Problem details » Could you return the lines below exactly, from the first line up to and including the line that holds "pub fn upgrade(env: &Env, new_wasm_hash: BytesN<32>)"?

Supplied material »

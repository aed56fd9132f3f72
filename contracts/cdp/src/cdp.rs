use soroban_sdk::{
    Address, BytesN, Env, String, Symbol, Vec, contract, contractimpl, log, panic_with_error,
    token::TokenClient,
};

use crate::{
    Error,
    collateralized::{IsCdpAdmin, IsCollateralLedger},
    deposit_ledger::DepositLedger,
    events::{
        CollateralDeposited, CollateralParamSet, CollateralWithdrawn, DebtRecorded, DepositDeleted,
        PositionOpened,
    },
    oracle,
    params::{CollateralParam, ParamStore},
    position_store::PositionStore,
    ratio,
    storage::{ADMIN_KEY, CdpStorage, Deposit, Position},
};

const VERSION_STRING: &str = concat!(
    env!("CARGO_PKG_VERSION_MAJOR"),
    ".",
    env!("CARGO_PKG_VERSION_MINOR"),
    ".",
    env!("CARGO_PKG_VERSION_PATCH")
);

/// Ids start at 1 so that 0 never names a position.
const FIRST_POSITION_ID: u64 = 1;

#[contract]
pub struct CdpContract;

#[contractimpl]
impl CdpContract {
    pub fn __constructor(env: &Env, admin: Address) {
        Self::set_admin(env, &admin);
        CdpStorage::set_state(
            env,
            &CdpStorage {
                next_position_id: FIRST_POSITION_ID,
            },
        );
    }

    /// Upgrade the contract to new wasm. Admin-only.
    pub fn upgrade(env: &Env, new_wasm_hash: BytesN<32>) {
        Self::require_admin(env);
        env.deployer().update_current_contract_wasm(new_wasm_hash);
    }

    /// Get the admin address
    fn admin(env: &Env) -> Option<Address> {
        env.storage().instance().get(&ADMIN_KEY)
    }

    /// Set the admin address. Can only be called once.
    fn set_admin(env: &Env, admin: &Address) {
        if env.storage().instance().has(&ADMIN_KEY) {
            panic!("admin already set");
        }
        env.storage().instance().set(&ADMIN_KEY, admin);
    }

    fn require_admin(env: &Env) {
        let admin = Self::admin(env).expect("admin not set");
        admin.require_auth();
    }

    /// Move collateral through the collateral type's SAC. Any failure there,
    /// most commonly an underfunded source, surfaces as `InsufficientFunds`.
    fn transfer_collateral(
        env: &Env,
        param: &CollateralParam,
        from: &Address,
        to: &Address,
        amount: i128,
    ) -> Result<(), Error> {
        let _ = TokenClient::new(env, &param.token)
            .try_transfer(from, to, &amount)
            .map_err(|_| Error::InsufficientFunds)?;
        Ok(())
    }

    fn check_ratio(
        env: &Env,
        param: &CollateralParam,
        collateral: i128,
        principal: i128,
        accumulated_fees: i128,
    ) -> Result<bool, Error> {
        let quote = oracle::current_price(env, param)?;
        ratio::is_safe(
            env,
            collateral,
            principal,
            accumulated_fees,
            quote.price,
            quote.decimals,
            param.liquidation_ratio,
        )
    }
}

#[contractimpl]
impl IsCollateralLedger for CdpContract {
    fn deposit_collateral(
        env: &Env,
        owner: Address,
        depositor: Address,
        amount: i128,
        collateral_type: Symbol,
    ) -> Result<(), Error> {
        if amount <= 0 {
            return Err(Error::InvalidAmount);
        }
        depositor.require_auth();
        let param = ParamStore::get(env, collateral_type.clone())?;
        let mut position = PositionStore::get_by_owner(env, owner, collateral_type)?;

        let mut deposit = DepositLedger::get(env, position.id, depositor.clone())
            .unwrap_or_else(|| Deposit::new(position.id, depositor.clone(), 0));

        // Compute the new totals and check for overflow before we transfer
        let Some(new_collateral) = position.collateral.checked_add(amount) else {
            return Err(Error::ArithmeticError);
        };
        let Some(new_deposit) = deposit.amount.checked_add(amount) else {
            return Err(Error::ArithmeticError);
        };

        Self::transfer_collateral(
            env,
            &param,
            &depositor,
            &env.current_contract_address(),
            amount,
        )?;

        deposit.amount = new_deposit;
        position.collateral = new_collateral;
        DepositLedger::upsert(env, &deposit);
        PositionStore::set(env, &position);

        CollateralDeposited {
            collateral_type: position.collateral_type,
            id: position.id,
            depositor,
            amount,
            collateral: position.collateral,
            ledger: env.ledger().sequence(),
            timestamp: env.ledger().timestamp(),
        }
        .publish(env);
        Ok(())
    }

    fn withdraw_collateral(
        env: &Env,
        owner: Address,
        depositor: Address,
        amount: i128,
        collateral_type: Symbol,
    ) -> Result<(), Error> {
        if amount <= 0 {
            return Err(Error::InvalidAmount);
        }
        depositor.require_auth();
        let param = ParamStore::get(env, collateral_type.clone())?;
        let mut position = PositionStore::get_by_owner(env, owner, collateral_type)?;
        let mut deposit = DepositLedger::get(env, position.id, depositor.clone())
            .ok_or(Error::DepositNotFound)?;

        // A single deposit can never exceed the position it belongs to
        if deposit.amount > position.collateral {
            panic_with_error!(env, Error::CorruptedLedger);
        }

        // Depositors only ever withdraw from their own contribution
        if amount > deposit.amount {
            return Err(Error::InsufficientDeposit);
        }
        let Some(remaining) = position.collateral.checked_sub(amount) else {
            return Err(Error::ArithmeticError);
        };
        if remaining < 0 {
            return Err(Error::InsufficientDeposit);
        }

        if !Self::check_ratio(
            env,
            &param,
            remaining,
            position.principal,
            position.accumulated_fees,
        )? {
            log!(
                env,
                "withdrawal rejected: collateral ratio below minimum",
                position.id,
                amount
            );
            return Err(Error::InvalidCollateralRatio);
        }

        position.collateral = remaining;
        deposit.amount -= amount;

        Self::transfer_collateral(
            env,
            &param,
            &env.current_contract_address(),
            &depositor,
            amount,
        )?;

        // A drained deposit stays on record; only `delete_deposit` removes it
        PositionStore::set(env, &position);
        DepositLedger::upsert(env, &deposit);

        CollateralWithdrawn {
            collateral_type: position.collateral_type,
            id: position.id,
            depositor,
            amount,
            collateral: position.collateral,
            ledger: env.ledger().sequence(),
            timestamp: env.ledger().timestamp(),
        }
        .publish(env);
        Ok(())
    }

    fn get_deposit(env: &Env, position_id: u64, depositor: Address) -> Option<Deposit> {
        DepositLedger::get(env, position_id, depositor)
    }

    fn get_deposits(env: &Env, position_id: u64) -> Vec<Deposit> {
        DepositLedger::list(env, position_id)
    }

    fn position(env: &Env, collateral_type: Symbol, id: u64) -> Result<Position, Error> {
        PositionStore::get(env, collateral_type, id).ok_or(Error::PositionNotFound)
    }

    fn position_by_owner(
        env: &Env,
        owner: Address,
        collateral_type: Symbol,
    ) -> Result<Position, Error> {
        PositionStore::get_by_owner(env, owner, collateral_type)
    }

    fn collateralization_ratio(
        env: &Env,
        owner: Address,
        collateral_type: Symbol,
    ) -> Result<u32, Error> {
        let param = ParamStore::get(env, collateral_type.clone())?;
        let position = PositionStore::get_by_owner(env, owner, collateral_type)?;
        let quote = oracle::current_price(env, &param)?;
        ratio::collateralization_ratio(
            env,
            position.collateral,
            position.principal,
            position.accumulated_fees,
            quote.price,
            quote.decimals,
        )
    }
}

#[contractimpl]
impl IsCdpAdmin for CdpContract {
    fn open_position(
        env: &Env,
        owner: Address,
        collateral_type: Symbol,
        collateral: i128,
        principal: i128,
    ) -> Result<u64, Error> {
        Self::require_admin(env);
        owner.require_auth();
        if collateral <= 0 || principal < 0 {
            return Err(Error::InvalidAmount);
        }
        let param = ParamStore::get(env, collateral_type.clone())?;
        if PositionStore::has_owner(env, owner.clone(), collateral_type.clone()) {
            return Err(Error::PositionAlreadyExists);
        }
        if !Self::check_ratio(env, &param, collateral, principal, 0)? {
            return Err(Error::InvalidCollateralRatio);
        }

        Self::transfer_collateral(
            env,
            &param,
            &owner,
            &env.current_contract_address(),
            collateral,
        )?;

        let position = PositionStore::insert(
            env,
            owner.clone(),
            collateral_type.clone(),
            collateral,
            principal,
        );
        DepositLedger::upsert(env, &Deposit::new(position.id, owner.clone(), collateral));

        PositionOpened {
            collateral_type,
            id: position.id,
            owner,
            collateral,
            principal,
            ledger: env.ledger().sequence(),
            timestamp: env.ledger().timestamp(),
        }
        .publish(env);
        Ok(position.id)
    }

    fn record_debt(
        env: &Env,
        collateral_type: Symbol,
        id: u64,
        principal: i128,
        accumulated_fees: i128,
    ) -> Result<(), Error> {
        Self::require_admin(env);
        if principal < 0 || accumulated_fees < 0 {
            return Err(Error::InvalidAmount);
        }
        let mut position =
            PositionStore::get(env, collateral_type.clone(), id).ok_or(Error::PositionNotFound)?;
        position.principal = principal;
        position.accumulated_fees = accumulated_fees;
        PositionStore::set(env, &position);

        DebtRecorded {
            collateral_type,
            id,
            principal,
            accumulated_fees,
        }
        .publish(env);
        Ok(())
    }

    fn delete_deposit(env: &Env, position_id: u64, depositor: Address) -> Result<(), Error> {
        Self::require_admin(env);
        let Some(deposit) = DepositLedger::get(env, position_id, depositor.clone()) else {
            return Ok(());
        };

        // Whatever the record still holds leaves the position and escrow with it
        if deposit.amount > 0 {
            let mut position = PositionStore::get_by_id(env, position_id)
                .unwrap_or_else(|| panic_with_error!(env, Error::CorruptedLedger));
            if deposit.amount > position.collateral {
                panic_with_error!(env, Error::CorruptedLedger);
            }
            let param = ParamStore::get(env, position.collateral_type.clone())?;
            Self::transfer_collateral(
                env,
                &param,
                &env.current_contract_address(),
                &depositor,
                deposit.amount,
            )?;
            position.collateral -= deposit.amount;
            PositionStore::set(env, &position);
        }
        DepositLedger::delete(env, position_id, depositor.clone());

        DepositDeleted {
            id: position_id,
            depositor,
            amount: deposit.amount,
        }
        .publish(env);
        Ok(())
    }

    fn set_collateral_param(
        env: &Env,
        collateral_type: Symbol,
        param: CollateralParam,
    ) -> Result<(), Error> {
        Self::require_admin(env);
        ParamStore::set(env, collateral_type.clone(), &param)?;

        CollateralParamSet {
            collateral_type,
            liquidation_ratio: param.liquidation_ratio,
        }
        .publish(env);
        Ok(())
    }

    fn collateral_param(env: &Env, collateral_type: Symbol) -> Result<CollateralParam, Error> {
        ParamStore::get(env, collateral_type)
    }

    fn version(env: &Env) -> String {
        String::from_str(env, VERSION_STRING)
    }
}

Response to this task »
repository aed56fd9132f3f72
filename contracts/cdp/src/cdp.rs
use soroban_sdk::{
    Address, BytesN, Env, String, Symbol, Vec, contract, contractimpl, log, panic_with_error,
    token::TokenClient,
};

use crate::{
    Error,
    collateralized::{IsCdpAdmin, IsCollateralLedger},
    deposit_ledger::DepositLedger,
    events::{
        CollateralDeposited, CollateralParamSet, CollateralWithdrawn, DebtRecorded, DepositDeleted,
        PositionOpened,
    },
    oracle,
    params::{CollateralParam, ParamStore},
    position_store::PositionStore,
    ratio,
    storage::{ADMIN_KEY, CdpStorage, Deposit, Position},
};

const VERSION_STRING: &str = concat!(
    env!("CARGO_PKG_VERSION_MAJOR"),
    ".",
    env!("CARGO_PKG_VERSION_MINOR"),
    ".",
    env!("CARGO_PKG_VERSION_PATCH")
);

/// Ids start at 1 so that 0 never names a position.
const FIRST_POSITION_ID: u64 = 1;

#[contract]
pub struct CdpContract;

#[contractimpl]
impl CdpContract {
    pub fn __constructor(env: &Env, admin: Address) {
        Self::set_admin(env, &admin);
        CdpStorage::set_state(
            env,
            &CdpStorage {
                next_position_id: FIRST_POSITION_ID,
            },
        );
    }

    /// Upgrade the contract to new wasm. Admin-only.
    pub fn upgrade(env: &Env, new_wasm_hash: BytesN<32>) {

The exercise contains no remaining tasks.